**YOUR TASK:**
Check every line of the entries below for the word "writeln", and copy the ones that have it.

[EXERCISE INPUTS Boundary: Start]

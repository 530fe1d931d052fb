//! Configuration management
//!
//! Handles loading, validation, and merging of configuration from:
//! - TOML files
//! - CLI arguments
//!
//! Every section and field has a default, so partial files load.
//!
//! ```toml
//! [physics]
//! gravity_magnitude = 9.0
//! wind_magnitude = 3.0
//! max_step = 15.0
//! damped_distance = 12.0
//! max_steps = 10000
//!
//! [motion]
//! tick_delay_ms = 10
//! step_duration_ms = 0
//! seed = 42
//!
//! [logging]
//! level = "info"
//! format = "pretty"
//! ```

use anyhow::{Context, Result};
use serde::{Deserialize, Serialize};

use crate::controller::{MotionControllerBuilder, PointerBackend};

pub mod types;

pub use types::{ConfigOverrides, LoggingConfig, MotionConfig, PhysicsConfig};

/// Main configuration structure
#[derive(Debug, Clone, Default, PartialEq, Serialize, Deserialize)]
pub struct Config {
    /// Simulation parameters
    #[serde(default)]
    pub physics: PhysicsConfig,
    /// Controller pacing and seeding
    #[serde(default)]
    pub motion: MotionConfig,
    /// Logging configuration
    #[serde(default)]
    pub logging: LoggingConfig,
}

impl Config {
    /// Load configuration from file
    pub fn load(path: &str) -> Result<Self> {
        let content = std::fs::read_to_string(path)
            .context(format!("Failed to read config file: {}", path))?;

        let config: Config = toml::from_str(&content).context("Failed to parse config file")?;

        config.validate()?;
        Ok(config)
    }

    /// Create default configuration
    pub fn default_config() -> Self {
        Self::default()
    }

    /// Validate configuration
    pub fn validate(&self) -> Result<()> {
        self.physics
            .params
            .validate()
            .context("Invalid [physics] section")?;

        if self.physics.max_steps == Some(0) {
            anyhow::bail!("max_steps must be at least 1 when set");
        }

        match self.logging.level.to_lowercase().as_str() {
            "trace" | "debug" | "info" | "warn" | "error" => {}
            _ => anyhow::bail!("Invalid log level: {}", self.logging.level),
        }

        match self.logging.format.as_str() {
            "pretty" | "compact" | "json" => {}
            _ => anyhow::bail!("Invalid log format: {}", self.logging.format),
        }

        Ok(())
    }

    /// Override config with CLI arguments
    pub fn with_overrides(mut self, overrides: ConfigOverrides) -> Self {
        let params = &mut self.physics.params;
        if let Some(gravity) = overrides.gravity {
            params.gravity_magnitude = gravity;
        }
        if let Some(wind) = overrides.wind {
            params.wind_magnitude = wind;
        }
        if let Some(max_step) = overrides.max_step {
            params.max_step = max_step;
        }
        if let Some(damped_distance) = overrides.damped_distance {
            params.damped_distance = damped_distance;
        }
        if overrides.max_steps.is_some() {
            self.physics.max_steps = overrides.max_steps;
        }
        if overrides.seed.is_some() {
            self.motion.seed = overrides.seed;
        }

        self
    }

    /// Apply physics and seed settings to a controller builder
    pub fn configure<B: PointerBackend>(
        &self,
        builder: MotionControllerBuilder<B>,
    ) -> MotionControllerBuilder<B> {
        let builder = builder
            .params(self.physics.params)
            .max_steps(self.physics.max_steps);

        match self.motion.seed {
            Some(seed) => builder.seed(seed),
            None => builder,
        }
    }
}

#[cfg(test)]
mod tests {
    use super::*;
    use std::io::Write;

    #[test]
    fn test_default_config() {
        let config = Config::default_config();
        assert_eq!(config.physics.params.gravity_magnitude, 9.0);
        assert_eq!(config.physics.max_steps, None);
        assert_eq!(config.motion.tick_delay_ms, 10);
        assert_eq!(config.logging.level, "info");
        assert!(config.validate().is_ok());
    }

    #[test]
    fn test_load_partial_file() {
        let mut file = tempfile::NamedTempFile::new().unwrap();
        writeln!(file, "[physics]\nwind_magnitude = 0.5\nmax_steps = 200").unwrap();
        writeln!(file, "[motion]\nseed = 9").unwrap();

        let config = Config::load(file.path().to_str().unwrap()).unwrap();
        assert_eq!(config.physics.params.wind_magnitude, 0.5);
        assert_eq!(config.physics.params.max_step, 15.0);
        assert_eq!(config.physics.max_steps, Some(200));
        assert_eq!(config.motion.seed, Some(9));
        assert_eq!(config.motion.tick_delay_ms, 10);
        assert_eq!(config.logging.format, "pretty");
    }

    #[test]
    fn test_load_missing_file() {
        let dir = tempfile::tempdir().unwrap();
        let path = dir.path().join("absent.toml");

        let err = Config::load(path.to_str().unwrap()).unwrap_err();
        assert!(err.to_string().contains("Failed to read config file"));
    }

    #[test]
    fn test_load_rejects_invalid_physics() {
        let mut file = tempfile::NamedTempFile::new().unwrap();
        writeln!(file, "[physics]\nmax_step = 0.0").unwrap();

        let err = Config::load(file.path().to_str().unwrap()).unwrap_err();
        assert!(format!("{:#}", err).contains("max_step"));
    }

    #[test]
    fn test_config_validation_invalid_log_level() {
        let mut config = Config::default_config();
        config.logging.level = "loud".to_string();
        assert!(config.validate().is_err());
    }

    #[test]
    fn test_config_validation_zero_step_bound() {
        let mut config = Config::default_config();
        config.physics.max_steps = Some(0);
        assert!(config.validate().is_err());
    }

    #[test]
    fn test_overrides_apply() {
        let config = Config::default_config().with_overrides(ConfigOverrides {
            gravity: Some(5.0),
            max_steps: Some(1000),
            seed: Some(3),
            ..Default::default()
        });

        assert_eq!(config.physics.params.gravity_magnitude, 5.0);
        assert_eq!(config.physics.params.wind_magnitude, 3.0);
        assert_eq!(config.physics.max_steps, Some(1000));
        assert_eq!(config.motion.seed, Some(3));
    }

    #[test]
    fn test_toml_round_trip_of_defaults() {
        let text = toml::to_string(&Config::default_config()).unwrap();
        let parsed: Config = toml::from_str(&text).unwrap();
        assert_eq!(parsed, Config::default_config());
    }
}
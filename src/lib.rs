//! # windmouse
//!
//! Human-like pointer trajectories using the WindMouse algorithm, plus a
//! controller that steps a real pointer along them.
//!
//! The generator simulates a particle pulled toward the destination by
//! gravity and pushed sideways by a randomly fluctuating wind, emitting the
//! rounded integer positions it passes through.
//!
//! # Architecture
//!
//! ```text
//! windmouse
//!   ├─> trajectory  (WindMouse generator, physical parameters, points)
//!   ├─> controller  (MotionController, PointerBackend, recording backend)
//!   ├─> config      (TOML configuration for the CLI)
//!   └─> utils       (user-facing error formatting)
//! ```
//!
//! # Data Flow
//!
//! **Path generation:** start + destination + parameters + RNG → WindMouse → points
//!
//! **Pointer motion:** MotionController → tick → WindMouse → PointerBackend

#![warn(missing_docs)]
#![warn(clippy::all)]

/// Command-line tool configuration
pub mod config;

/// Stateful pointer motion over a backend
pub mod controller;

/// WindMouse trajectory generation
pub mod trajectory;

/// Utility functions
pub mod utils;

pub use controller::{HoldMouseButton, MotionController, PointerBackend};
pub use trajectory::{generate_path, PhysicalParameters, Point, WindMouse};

[EXERCISE INPUTS Boundary: End]

**TASK ANSWER:**
        writeln!(file, "[physics]\nwind_magnitude = 0.5\nmax_steps = 200").unwrap();
        writeln!(file, "[motion]\nseed = 9").unwrap();
        writeln!(file, "[physics]\nmax_step = 0.0").unwrap();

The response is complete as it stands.